AIM OF THE TASK: Starting at the line that holds "path: parent.to_path_buf(), source" and stopping at the line that holds "whether anything changed.", restate the records below word for word, with both of those lines included.

Segment Start: DATA UNDER STUDY

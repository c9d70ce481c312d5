use std::{
	fs, io,
	path::{Path, PathBuf},
	time::Duration,
};

use astro_core::{models::DeviceModel, SessionDirs};
use daemon::{
	engine::{SchedulerConfig, SessionTiming},
	ConnectionMode,
};
use serde::{Deserialize, Serialize};
use thiserror::Error;

const APP_DIR: &str = "astro-scheduler";

/// What answers the device calls.
#[derive(Debug, Clone, Copy, Default, PartialEq, Eq, Serialize, Deserialize)]
#[serde(rename_all = "lowercase")]
pub enum Backend {
	/// Nothing configured. Commands that need a device refuse to start.
	#[default]
	None,
	/// In-process stand-in. Jobs are filed without any telescope moving.
	Simulator,
}
const CONFIG_FILE: &str = "config.toml";

#[derive(Debug, Error)]
pub enum ConfigError {
	#[error("cannot read {}: {source}", .path.display())]
	Read { path: PathBuf, source: io::Error },

	#[error("invalid config {}: {source}", .path.display())]
	Parse { path: PathBuf, source: toml::de::Error },

	#[error("cannot serialize config: {0}")]
	Serialize(#[from] toml::ser::Error),

	#[error("cannot write {}: {source}", .path.display())]
	Write { path: PathBuf, source: io::Error },
}

/// `<config_dir>/astro-scheduler/config.toml`, when the platform has one.
pub fn default_path() -> Option<PathBuf> {
	dirs::config_dir().map(|d| d.join(APP_DIR).join(CONFIG_FILE))
}

#[derive(Debug, Clone, Serialize, Deserialize, PartialEq)]
#[serde(default)]
pub struct Config {
	#[serde(skip_serializing_if = "Option::is_none")]
	pub data_dir: Option<PathBuf>,
	/// Named device configuration. Unset means the default one.
	#[serde(skip_serializing_if = "Option::is_none")]
	pub profile: Option<String>,
	/// Device family, 2 or 3. Stored after it was given once on the command line.
	#[serde(skip_serializing_if = "Option::is_none")]
	pub device_id: Option<u8>,
	#[serde(skip_serializing_if = "Option::is_none")]
	pub ip: Option<String>,
	pub backend: Backend,
	/// Pause between failed attempts to set up the device link.
	pub link_retry_secs: u64,
	pub poll_interval_secs: u64,
	pub skip_time_checks: bool,
	pub ask_before_reconnect: bool,
	pub reconnect_window_secs: u64,
	pub settle_secs: u64,
	pub capture_lead_secs: u64,
	#[serde(skip_serializing_if = "Option::is_none")]
	pub log_dir: Option<PathBuf>,
}

impl Default for Config {
	fn default() -> Self {
		Self {
			data_dir: None,
			profile: None,
			device_id: None,
			ip: None,
			backend: Backend::None,
			link_retry_secs: 5,
			poll_interval_secs: 10,
			skip_time_checks: false,
			ask_before_reconnect: true,
			reconnect_window_secs: 60,
			settle_secs: 5,
			capture_lead_secs: 2,
			log_dir: None,
		}
	}
}

impl Config {
	/// A missing file is an empty config.
	pub fn load(path: &Path) -> Result<Self, ConfigError> {
		let text = match fs::read_to_string(path) {
			Ok(t) => t,
			Err(e) if e.kind() == io::ErrorKind::NotFound => return Ok(Self::default()),
			Err(source) => return Err(ConfigError::Read { path: path.to_path_buf(), source }),
		};
		toml::from_str(&text).map_err(|source| ConfigError::Parse { path: path.to_path_buf(), source })
	}

	pub fn save(&self, path: &Path) -> Result<(), ConfigError> {
		let text = toml::to_string_pretty(self)?;
		if let Some(parent) = path.parent() {
			fs::create_dir_all(parent).map_err(|source| ConfigError::Write { path: parent.to_path_buf(), source })?;
		}
		fs::write(path, text).map_err(|source| ConfigError::Write { path: path.to_path_buf(), source })
	}

	/// Keep a device identity given on the command line for later runs.
	/// Returns whether anything changed.
	pub fn remember_identity(&mut self, ip: Option<&str>, device_id: Option<u8>) -> bool {
		let mut changed = false;
		if let Some(ip) = ip.map(str::trim).filter(|ip| !ip.is_empty()) {
			if self.ip.as_deref() != Some(ip) {
				self.ip = Some(ip.to_string());
				changed = true;
			}
		}
		if let Some(id) = device_id {
			if self.device_id != Some(id) {
				self.device_id = Some(id);
				changed = true;
			}
		}
		changed
	}

	pub fn data_dir(&self) -> PathBuf {
		self.data_dir
			.clone()
			.or_else(|| dirs::data_dir().map(|d| d.join(APP_DIR)))
			.unwrap_or_else(|| PathBuf::from(APP_DIR))
	}

	pub fn log_dir(&self) -> PathBuf {
		self.log_dir.clone().unwrap_or_else(|| self.data_dir().join("logs"))
	}

	pub fn session_dirs(&self) -> SessionDirs {
		SessionDirs::for_profile(&self.data_dir(), self.profile.as_deref())
	}

	pub fn model(&self) -> DeviceModel {
		self.device_id.and_then(DeviceModel::from_id).unwrap_or_default()
	}

	/// Pairing when forced or when no address is known.
	pub fn connection_mode(&self, force_pair: bool) -> ConnectionMode {
		match self.ip.as_deref() {
			Some(ip) if !force_pair => ConnectionMode::Direct { ip: ip.to_string() },
			_ => ConnectionMode::Pair,
		}
	}

	/// `--simulate` overrides the configured backend for one run.
	pub fn backend(&self, simulate: bool) -> Backend {
		if simulate {
			Backend::Simulator
		} else {
			self.backend
		}
	}

	pub fn link_pause(&self) -> Duration {
		Duration::from_secs(self.link_retry_secs)
	}

	pub fn timing(&self) -> SessionTiming {
		SessionTiming {
			settle: Duration::from_secs(self.settle_secs),
			capture_lead: Duration::from_secs(self.capture_lead_secs),
		}
	}

	pub fn scheduler_config(&self) -> SchedulerConfig {
		SchedulerConfig {
			poll_interval: Duration::from_secs(self.poll_interval_secs.max(1)),
			skip_time_checks: self.skip_time_checks,
			timing: self.timing(),
		}
	}

	pub fn reconnect_window(&self) -> Duration {
		Duration::from_secs(self.reconnect_window_secs)
	}
}

#[cfg(test)]
mod tests {
	use super::*;

	#[test]
	fn missing_file_gives_defaults() {
		let tmp = tempfile::tempdir().unwrap();
		let config = Config::load(&tmp.path().join("nope.toml")).unwrap();
		assert_eq!(config, Config::default());
		assert_eq!(config.poll_interval_secs, 10);
		assert!(config.ask_before_reconnect);
	}

	#[test]
	fn partial_file_keeps_other_defaults() {
		let tmp = tempfile::tempdir().unwrap();
		let path = tmp.path().join("config.toml");
		fs::write(&path, "ip = \"192.168.88.1\"\ndevice_id = 3\nsettle_secs = 1\n").unwrap();

		let config = Config::load(&path).unwrap();
		assert_eq!(config.ip.as_deref(), Some("192.168.88.1"));
		assert_eq!(config.model(), DeviceModel::Dwarf3);
		assert_eq!(config.timing().settle, Duration::from_secs(1));
		assert_eq!(config.capture_lead_secs, 2);
	}

	#[test]
	fn broken_file_is_an_error() {
		let tmp = tempfile::tempdir().unwrap();
		let path = tmp.path().join("config.toml");
		fs::write(&path, "poll_interval_secs = \"soon\"").unwrap();
		assert!(matches!(Config::load(&path), Err(ConfigError::Parse { .. })));
	}

	#[test]
	fn identity_is_persisted() {
		let tmp = tempfile::tempdir().unwrap();
		let path = tmp.path().join("nested").join("config.toml");

		let mut config = Config::default();
		assert!(config.remember_identity(Some("10.0.0.7"), Some(2)));
		assert!(!config.remember_identity(Some("10.0.0.7"), None));
		config.save(&path).unwrap();

		let loaded = Config::load(&path).unwrap();
		assert_eq!(loaded.ip.as_deref(), Some("10.0.0.7"));
		assert_eq!(loaded.device_id, Some(2));
	}

	#[test]
	fn no_backend_unless_asked_for() {
		let tmp = tempfile::tempdir().unwrap();
		let path = tmp.path().join("config.toml");
		assert_eq!(Config::default().backend(false), Backend::None);
		assert_eq!(Config::default().backend(true), Backend::Simulator);

		fs::write(&path, "backend = \"simulator\"\nlink_retry_secs = 0\n").unwrap();
		let config = Config::load(&path).unwrap();
		assert_eq!(config.backend(false), Backend::Simulator);
		assert_eq!(config.link_pause(), Duration::ZERO);

		fs::write(&path, "backend = \"telescope\"\n").unwrap();
		assert!(matches!(Config::load(&path), Err(ConfigError::Parse { .. })));
	}

	#[test]
	fn connection_mode_resolution() {
		let mut config = Config::default();
		assert_eq!(config.connection_mode(false), ConnectionMode::Pair);

		config.ip = Some("10.0.0.7".into());
		assert_eq!(config.connection_mode(false), ConnectionMode::Direct { ip: "10.0.0.7".into() });
		assert_eq!(config.connection_mode(true), ConnectionMode::Pair);
	}

	#[test]
	fn profile_selects_session_root() {
		let config = Config {
			data_dir: Some(PathBuf::from("/srv/astro")),
			profile: Some("backyard".into()),
			..Config::default()
		};
		assert_eq!(
			config.session_dirs().root(),
			Path::new("/srv/astro/Devices_Sessions/backyard/Sessions")
		);
		assert_eq!(config.log_dir(), PathBuf::from("/srv/astro/logs"));
	}
}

Segment End: DATA UNDER STUDY

WRITTEN SOLUTION:
			fs::create_dir_all(parent).map_err(|source| ConfigError::Write { path: parent.to_path_buf(), source })?;
		}
		fs::write(path, text).map_err(|source| ConfigError::Write { path: path.to_path_buf(), source })
	}

	/// Keep a device identity given on the command line for later runs.
	/// Returns whether anything changed.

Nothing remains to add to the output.